Découvert en début d'après-midi La Colline de l'adieu (Love Is a Many-Splendored Thing), film réalisé en 1955 par Henry King. Je n'avais encore jamais vu le moindre film de Henry King (auteur invisible du système hollywoodien). J'ai trouvé ça terrassant de beauté... Quelques notes épars, qui n'ont pas trouvé de chemin pour s'organiser :
- paradoxale manière qu'ont eu les américains d'imposer leur domination sur le monde (ici le monde oriental, et la crise des migrants à Hong-Kong en 1949 comme toile de fond) tout en construisant des fictions remarquables, qui mettent constamment en jeu cette domination (peut-être pour mieux l'asseoir in fine ?).

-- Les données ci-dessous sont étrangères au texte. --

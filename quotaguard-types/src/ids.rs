use core::fmt;

use serde::{Deserialize, Serialize};

/// Opaque, immutable identifier for an [`crate::Account`].
#[derive(Debug, Clone, PartialEq, Eq, Hash, PartialOrd, Ord, Serialize, Deserialize)]
#[serde(transparent)]
pub struct AccountId(String);

impl AccountId {
    /// Builds an id from anything that converts to a `String`.
    pub fn new(id: impl Into<String>) -> Self {
        Self(id.into())
    }

    /// Borrows the inner string slice.
    #[must_use]
    pub fn as_str(&self) -> &str {
        &self.0
    }
}

impl fmt::Display for AccountId {
    fn fmt(&self, f: &mut fmt::Formatter<'_>) -> fmt::Result {
        f.write_str(&self.0)
    }
}

impl From<String> for AccountId {
    fn from(value: String) -> Self {
        Self(value)
    }
}

impl From<&str> for AccountId {
    fn from(value: &str) -> Self {
        Self(value.to_owned())
    }
}

impl AsRef<str> for AccountId {
    fn as_ref(&self) -> &str {
        &self.0
    }
}

/// Opaque identifier for a [`crate::Reservation`].
#[derive(Debug, Clone, PartialEq, Eq, Hash, PartialOrd, Ord, Serialize, Deserialize)]
#[serde(transparent)]
pub struct ReservationId(String);

impl ReservationId {
    /// Builds an id from anything that converts to a `String`.
    pub fn new(id: impl Into<String>) -> Self {
        Self(id.into())
    }

    /// Borrows the inner string slice.
    #[must_use]
    pub fn as_str(&self) -> &str {
        &self.0
    }
}

impl fmt::Display for ReservationId {
    fn fmt(&self, f: &mut fmt::Formatter<'_>) -> fmt::Result {
        f.write_str(&self.0)
    }
}

impl From<String> for ReservationId {
    fn from(value: String) -> Self {
        Self(value)
    }
}

/// Caller-supplied correlation id threaded through a reservation's lifetime.
#[derive(Debug, Clone, PartialEq, Eq, Hash, Serialize, Deserialize)]
#[serde(transparent)]
pub struct CorrelationId(String);

impl CorrelationId {
    /// Builds a correlation id from anything that converts to a `String`.
    pub fn new(id: impl Into<String>) -> Self {
        Self(id.into())
    }

    /// Borrows the inner string slice.
    #[must_use]
    pub fn as_str(&self) -> &str {
        &self.0
    }
}

impl fmt::Display for CorrelationId {
    fn fmt(&self, f: &mut fmt::Formatter<'_>) -> fmt::Result {
        f.write_str(&self.0)
    }
}

impl From<String> for CorrelationId {
    fn from(value: String) -> Self {
        Self(value)
    }
}

impl From<&str> for CorrelationId {
    fn from(value: &str) -> Self {
        Self(value.to_owned())
    }
}
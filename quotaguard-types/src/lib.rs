//! Data model, configuration, and settings types shared across the QuotaGuard workspace.
#![warn(missing_docs)]

mod account;
mod alert;
mod config;
mod ids;
mod quota;
mod reservation;
mod settings;

pub use account::{Account, AccountCredentials, Provider, ProviderType};
pub use alert::{AlertRecord, AlertType, DedupKey, MuteState, Severity};
pub use config::{
    ActiveCollectorConfig, AlertConfig, ChainKey, LimiterConfig, PassiveCollectorConfig,
    ReservationConfig, RouterConfig, StoreConfig, Weights,
};
pub use ids::{AccountId, CorrelationId, ReservationId};
pub use quota::{derive_effective_remaining_pct, Dimension, DimensionType, QuotaInfo, QuotaSource, WindowSemantics};
pub use reservation::{Reservation, ReservationStatus};
pub use settings::{setting_keys, SettingValue};
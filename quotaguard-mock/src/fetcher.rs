use std::collections::HashMap;
use std::sync::Mutex;
use std::time::Duration;

use async_trait::async_trait;
use quotaguard_core::error::QuotaGuardError;
use quotaguard_core::fetcher::QuotaFetcher;
use quotaguard_types::{AccountCredentials, AccountId, QuotaInfo};

/// Scripted response for one [`MockFetcher`] call.
#[derive(Clone)]
pub enum FetchBehavior {
    /// Return this snapshot.
    Return(QuotaInfo),
    /// Fail with `QuotaGuardError::RateLimited { retry_after }`.
    RateLimited(Duration),
    /// Fail with `QuotaGuardError::AuthFailure`.
    AuthFailure(String),
    /// Fail with `QuotaGuardError::TransientFetchError`.
    Transient(String),
    /// Never resolve, to exercise the caller's own timeout.
    Hang,
}

/// Deterministic [`QuotaFetcher`] driven by per-account scripted behaviors,
/// in the manner of a connector that defers to an external controller
/// rather than hitting a real upstream.
#[derive(Default)]
pub struct MockFetcher {
    name: &'static str,
    rules: Mutex<HashMap<AccountId, Vec<FetchBehavior>>>,
    calls: Mutex<Vec<AccountId>>,
}

impl MockFetcher {
    /// Builds an empty mock fetcher; every account fails with
    /// `QuotaGuardError::TransientFetchError` until a rule is set.
    #[must_use]
    pub fn new(name: &'static str) -> Self {
        Self {
            name,
            rules: Mutex::new(HashMap::new()),
            calls: Mutex::new(Vec::new()),
        }
    }

    /// Queues a one-shot behavior for `account_id`. Behaviors for the same
    /// account are consumed in the order they were pushed; once exhausted,
    /// the last one pushed keeps repeating.
    pub fn push(&self, account_id: AccountId, behavior: FetchBehavior) {
        self.rules.lock().expect("mock fetcher rules poisoned").entry(account_id).or_default().push(behavior);
    }

    /// Number of times `fetch_quota` has been called, across all accounts.
    #[must_use]
    pub fn call_count(&self) -> usize {
        self.calls.lock().expect("mock fetcher calls poisoned").len()
    }

    /// Accounts requested, in call order.
    #[must_use]
    pub fn calls(&self) -> Vec<AccountId> {
        self.calls.lock().expect("mock fetcher calls poisoned").clone()
    }
}

#[async_trait]
impl QuotaFetcher for MockFetcher {
    async fn fetch_quota(&self, account_id: &AccountId, _credentials: &AccountCredentials) -> Result<QuotaInfo, QuotaGuardError> {
        self.calls.lock().expect("mock fetcher calls poisoned").push(account_id.clone());

        let behavior = {
            let mut rules = self.rules.lock().expect("mock fetcher rules poisoned");
            match rules.get_mut(account_id) {
                Some(queue) if queue.len() > 1 => Some(queue.remove(0)),
                Some(queue) => queue.first().cloned(),
                None => None,
            }
        };

        match behavior {
            Some(FetchBehavior::Return(info)) => Ok(info),
            Some(FetchBehavior::RateLimited(retry_after)) => Err(QuotaGuardError::RateLimited { retry_after }),
            Some(FetchBehavior::AuthFailure(msg)) => Err(QuotaGuardError::AuthFailure {
                account_id: account_id.clone(),
                msg,
            }),
            Some(FetchBehavior::Transient(msg)) => Err(QuotaGuardError::TransientFetchError {
                account_id: account_id.clone(),
                msg,
            }),
            Some(FetchBehavior::Hang) => {
                std::future::pending::<()>().await;
                unreachable!()
            }
            None => Err(QuotaGuardError::TransientFetchError {
                account_id: account_id.clone(),
                msg: "no rule configured".into(),
            }),
        }
    }

    fn name(&self) -> &'static str {
        self.name
    }
}
//! quotaguard-store
//!
//! In-memory reference implementation of the `quotaguard_core::Store` contract.
#![warn(missing_docs)]

mod memory;

pub use memory::{CleanupHandle, MemoryStore};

- fondus enchaînés en permanence : scènes qui se fondent paisiblement les unes dans les autres (on ne pénètre ni ne quitte jamais un espace dans le film, tout se lie en un fil, et se poursuit après la fin).
- le soleil, la lune, l'eau, la colline. Tout ça fait bon ménage, et regarde dans la même direction (celle du cinéma ?).
- petites choses, petits reliefs : sur les visages creusés des femmes eurasiennes ; dans des dialogues apparemment innocents mais qui mettent en question de lourdes croyances et de profonds questionnements ; dans les décors fournis, et les gestes des acteurs qui semblent toujours tenir compte, sans n’en rien montrer, de cette richesse de l'environnement ; dans la très grande variété de couleurs, qui ne s'opposent jamais franchement mais cohabitent avec la plus parfaite des transparence…
- "I don't want to feel anything again ever" dit-elle, alors même que la musique s'intensifie, qu'ils s'apprêtent à aller nager main dans la main, et qu'on sent l'amour débarquer comme un torrent (grâce notamment à la musique -séduisante- d’Alfred Newman).
- incroyable moment où ils se mettent tous les deux à danser chez leurs amis, sur une musique intradiégétique qui est la même que la musique extradiégétique qu'on entendait juste avant, comme si leur solitude partagée se poursuivait, même en présence d'autres personnes. C’est que le sentiment qui les lie, d’abord abstrait, hors du monde, tient aussi dans le monde ; il est inébranlable. C’est peut-être lui qui est le personnage principal, plus encore que la femme ou l’homme (il est, en tout cas, le sujet du film, et sa matière vive).
- superbe moment aussi où chacun se couche de son côté à la fin de la journée, comme épuisé de bonheur (les moments superbes se succèdent dans ce film, on pourrait le citer dans son intégralité…).
- étonnant déploiement du Cinémascope en Technicolor pour montrer le plus souvent des discussions entre deux personnages seulement, dans des lieux confinés ou isolés (dans un restaurant, un ascenseur, sur une petite plage, en haut d’une colline…), comme si la largeur du cadre n’était là que pour permettre le plein déploiement des sentiments. Scènes de séduction en apparence éculées, mais pourtant chargées d’un poids presque mystique : il y a comme une pesanteur tranquille qui règne sur le film, et qui appelle en permanence le tragique (un peu comme dans Une autre vie de Mouret). Présence divine, mais qui ne se joue qu'entre les hommes (entre l'homme et la femme, en l’occurrence), se manifestant à travers le sentiment amoureux, qui prend alors une dimension mythologique.
- et cet amour semble complètement hors d'atteinte. Il y a plein de choses, de plus en plus graves, qui pourraient se mettre en travers (d'abord les différences de croyances, puis une certaine idée du devoir, puis le mariage, puis la différence ethnique, politique...) mais chaque possibilité de conflit se dissout paisiblement dans le rayonnement du sentiment vécu. Jusqu'à la guerre, puis la mort, qui elle-même échoue à mettre à bas cet amour bigger than life.
- j'ai rarement vu un film qui m'a donné une telle impression de se suffire à lui-même, dans lequel l'amplitude du cadre et la variété discrète des couleurs semblent accueillir avec bénédiction l'étendu de l'amour éprouvé.
- jamais le cinéma n’a paru aussi resplendissant, et aussi peu inquiété par le monde extérieur. 1955 : Hollywood est au sommet, avant l’effondrement.